Determine how many lines in the entries below contain "debug", and output only that number.
BEGIN Supplied data
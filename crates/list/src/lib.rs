//! ksq list pipeline: one filter → transform → sort → paginate pass over any
//! collection of objects that expose standard metadata.
//!
//! Resource-specific behavior plugs in through three function contracts:
//! [`FilterFunc`], [`CompareFunc`] and [`TransformFunc`].

#![forbid(unsafe_code)]

use std::cmp::Ordering;
use std::sync::Arc;
use std::time::Instant;

use ksq_core::{Field, Filter, ListResult, Query};
use tracing::debug;

mod meta;

pub use meta::{default_object_meta_compare, default_object_meta_filter, label_match};

/// "Left is strictly greater than right" under the given sort field.
pub type CompareFunc<T> = Arc<dyn Fn(&T, &T, &Field) -> bool + Send + Sync>;

/// Whether an object satisfies a single filter.
pub type FilterFunc<T> = Arc<dyn Fn(&T, &Filter) -> bool + Send + Sync>;

/// Applied to every selected object, in registration order, before sorting.
pub type TransformFunc<T> = Arc<dyn Fn(T) -> T + Send + Sync>;

/// Filter, transform, sort and paginate `objects` according to `q`.
///
/// - An object is kept only if every filter in the query accepts it; an empty
///   filter set keeps everything.
/// - Order is descending by default: `a` precedes `b` when `compare(a, b)`.
///   `q.ascending` reverses that exactly.
/// - `total_items` is the filtered count before the page window is applied.
pub fn default_list<T, C, F>(
    objects: Vec<T>,
    q: &Query,
    compare: C,
    filter: F,
    transforms: &[TransformFunc<T>],
) -> ListResult<T>
where
    C: Fn(&T, &T, &Field) -> bool,
    F: Fn(&T, &Filter) -> bool,
{
    let started = Instant::now();
    let input = objects.len();
    let filters = q.to_filters();

    let mut filtered: Vec<T> = objects
        .into_iter()
        .filter(|o| filters.iter().all(|f| filter(o, f)))
        .map(|o| transforms.iter().fold(o, |acc, t| t(acc)))
        .collect();

    let sort_by = &q.sort_by;
    filtered.sort_by(|a, b| {
        let ord = directed_order(a, b, sort_by, &compare);
        if q.ascending { ord.reverse() } else { ord }
    });

    let total = filtered.len();
    let (start, end) = q.pagination().valid_range(total);
    let items: Vec<T> = filtered.drain(start..end).collect();

    debug!(input, total, page = items.len(), sort_by = %sort_by, ascending = q.ascending, "list pipeline");
    metrics::histogram!("list_filtered_items", total as f64);
    metrics::histogram!("list_eval_ms", started.elapsed().as_secs_f64() * 1_000.0);

    ListResult { total_items: total, items }
}

/// Turn the "greater than" predicate into a total order for a descending sort.
/// Elements neither side calls greater compare equal and keep their input order.
fn directed_order<T, C>(a: &T, b: &T, sort_by: &Field, compare: &C) -> Ordering
where
    C: Fn(&T, &T, &Field) -> bool,
{
    if compare(a, b, sort_by) {
        Ordering::Less
    } else if compare(b, a, sort_by) {
        Ordering::Greater
    } else {
        Ordering::Equal
    }
}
END Supplied data
▶ Output for this exercise
2